Tiny area produces big volume of wine
Portugal is the world's largest producer of table wines and, as KEN BARRETT
WHAT nicer than to sit in the sun, open a bottle of vinho verde and while away the afternoon comfortable in the knowledge that you really should be working, but that it can wait until tomorrow.
Portuguese wines seem to have a quality that is their own, especially for people in Hongkong who have ready access to some of the best when they visit Macau. In fact, the wine can often be enjoyed at almost absurdly low prices.
What few people realise, however, is that Portugal, despite its tiny land area, is one of the largest wine-producing countries in the world.
It produces four times as much table wine as California, its wines come second only to tourism in terms of the foreign exchange it brings into the country, and the country has a history of production which dates back to Roman times.
Though madeira, port and Mateus rose are the three names most frequently associated with Portuguese wines, there is a tremendous variety available.
Take vinho verde, for example. Described by wine guru Hugh Johnson as Portugal's ''specific contribution to the great table wines of the world'', there is nothing else, anywhere, quite like it.
Vinho verde means ''young wine'' - the grapes are picked when young, and the wine should be consumed when it is young, too.
Crisp and dry, white or red, this wine has the freshness of spring about it, with a slight tingle when the bottle is newly opened, because of secondary fermentation.
At the other end of the scale, the red wines of Colares can be aged in the bottle for 20 years, producing one of Portugal's great reds.
Colares is living proof that ''the greater the struggle for existence, the greater the wine''. The Ramisco vines are planted in clay, 15 feet below the surface, by workers who dig cone-shaped holes several yards across and constantly risk cave-ins.
Full-bodied and full of character, Colares is often compared to fine Rhone wines.
If the ground of Colares is tough, then that of the Dao region is even more so - explosives often have to be used to make holes in the granite soil to plant the vines.

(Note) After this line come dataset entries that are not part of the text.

//! JSON-file implementation of `ProgressStore`.

use std::collections::HashMap;
use std::io::{self, Write};
use std::path::{Path, PathBuf};
use std::sync::{Arc, Mutex};

use anyhow::Context;
use async_trait::async_trait;
use tracing::instrument;

use adaptutor_core::error::StoreError;
use adaptutor_core::progress::{LearnerProgressRecord, ProgressStore, RecordKey};

use crate::layout::record_path;

/// Progress store backed by one JSON file per record.
///
/// Writes go to a temporary file in the target directory and are renamed
/// into place, so a crash never leaves a half-written record. Writers to
/// the same key are serialized in-process; the version check catches
/// writers that loaded a stale copy.
pub struct JsonFileStore {
    root: PathBuf,
    write_locks: Mutex<HashMap<RecordKey, Arc<tokio::sync::Mutex<()>>>>,
}

impl JsonFileStore {
    /// Open (creating if needed) a store rooted at `root`.
    pub fn open(root: impl Into<PathBuf>) -> anyhow::Result<Self> {
        let root = root.into();
        std::fs::create_dir_all(&root)
            .with_context(|| format!("failed to create data directory: {}", root.display()))?;
        Ok(Self {
            root,
            write_locks: Mutex::new(HashMap::new()),
        })
    }

    pub fn root(&self) -> &Path {
        &self.root
    }

    fn write_lock(&self, key: &RecordKey) -> Arc<tokio::sync::Mutex<()>> {
        let mut locks = self
            .write_locks
            .lock()
            .unwrap_or_else(|poisoned| poisoned.into_inner());
        Arc::clone(locks.entry(key.clone()).or_default())
    }

    /// Drop the map entry for `key` once no other writer holds or awaits it.
    fn release_write_lock(&self, key: &RecordKey, lock: Arc<tokio::sync::Mutex<()>>) {
        let mut locks = self
            .write_locks
            .lock()
            .unwrap_or_else(|poisoned| poisoned.into_inner());
        // One reference in the map, one held here.
        if Arc::strong_count(&lock) == 2 {
            locks.remove(key);
        }
    }

    async fn read(&self, key: &RecordKey) -> Result<Option<LearnerProgressRecord>, StoreError> {
        let path = record_path(&self.root, key);
        let bytes = match tokio::fs::read(&path).await {
            Ok(bytes) => bytes,
            Err(e) if e.kind() == io::ErrorKind::NotFound => return Ok(None),
            Err(source) => {
                return Err(StoreError::Io {
                    key: key.to_string(),
                    source,
                })
            }
        };
        serde_json::from_slice(&bytes)
            .map(Some)
            .map_err(|source| StoreError::Corrupt {
                key: key.to_string(),
                source,
            })
    }
}

#[async_trait]
impl ProgressStore for JsonFileStore {
    async fn load(&self, key: &RecordKey) -> anyhow::Result<Option<LearnerProgressRecord>> {
        Ok(self.read(key).await?)
    }

    #[instrument(skip(self, record), fields(key = %record.key(), version = record.version))]
    async fn compare_and_swap(
        &self,
        record: LearnerProgressRecord,
    ) -> anyhow::Result<LearnerProgressRecord> {
        let key = record.key();
        let lock = self.write_lock(&key);
        let result = {
            let _guard = lock.lock().await;
            self.swap_locked(&key, record).await
        };
        self.release_write_lock(&key, lock);
        result
    }
}

impl JsonFileStore {
    async fn swap_locked(
        &self,
        key: &RecordKey,
        mut record: LearnerProgressRecord,
    ) -> anyhow::Result<LearnerProgressRecord> {
        let found = self.read(key).await?.map(|r| r.version).unwrap_or(0);
        if found != record.version {
            return Err(StoreError::Conflict {
                key: key.to_string(),
                expected: record.version,
                found,
            }
            .into());
        }

        record.version += 1;
        let json = serde_json::to_vec_pretty(&record).map_err(|source| StoreError::Corrupt {
            key: key.to_string(),
            source,
        })?;

        let path = record_path(&self.root, key);
        tokio::task::spawn_blocking(move || write_atomic(&path, &json))
            .await
            .context("store writer task panicked")?
            .map_err(|source| StoreError::Io {
                key: key.to_string(),
                source,
            })?;

        tracing::debug!("wrote {key} at version {}", record.version);
        Ok(record)
    }
}

fn write_atomic(path: &Path, contents: &[u8]) -> io::Result<()> {
    let dir = path
        .parent()
        .ok_or_else(|| io::Error::new(io::ErrorKind::InvalidInput, "record path has no parent"))?;
    std::fs::create_dir_all(dir)?;

    let mut tmp = tempfile::NamedTempFile::new_in(dir)?;
    tmp.write_all(contents)?;
    tmp.as_file().sync_all()?;
    tmp.persist(path).map_err(|e| e.error)?;
    Ok(())
}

The rich, ruby reds that come from this region are full-bodied and fruity, good when young but capable of being aged to 10 years.
Port is one of the world's most distinguished beverages, having been taken up by the English aristocracy in the 17th century and, consequently, passed into classic etiquette.
Port can be white, red, bone-dry, light or sweet, and is made from 20 to 30 varieties of grape, grown in the Douro region in northern Portugal.
During the making of port, the fermentation is arrested with grape brandy, a process which dates back to the days of the ancient Greeks.
The proper name for this is ''fortified wine'', and one fifth of the final volume is brandy. It has to be aged for three years before it is drinkable and thereafter improves with age.
For the hot weather, a white port consumed chilled with ice, or mixed with tonic or soda water, is remarkably refreshing.
Vintage port, meanwhile, is a supreme after-dinner drink.
Generally decanted, the custom is to pass the decanter clockwise around the table.
But the secret of Madeira was discovered purely by chance, when fortified wines shipped from the port of the same name on long trips across the Equator were found to mature to a greater richness in the hot and humid conditions.
This gave rise to a practise known as ''stoving'', or deliberately leaving the wine barrels in hot cellars.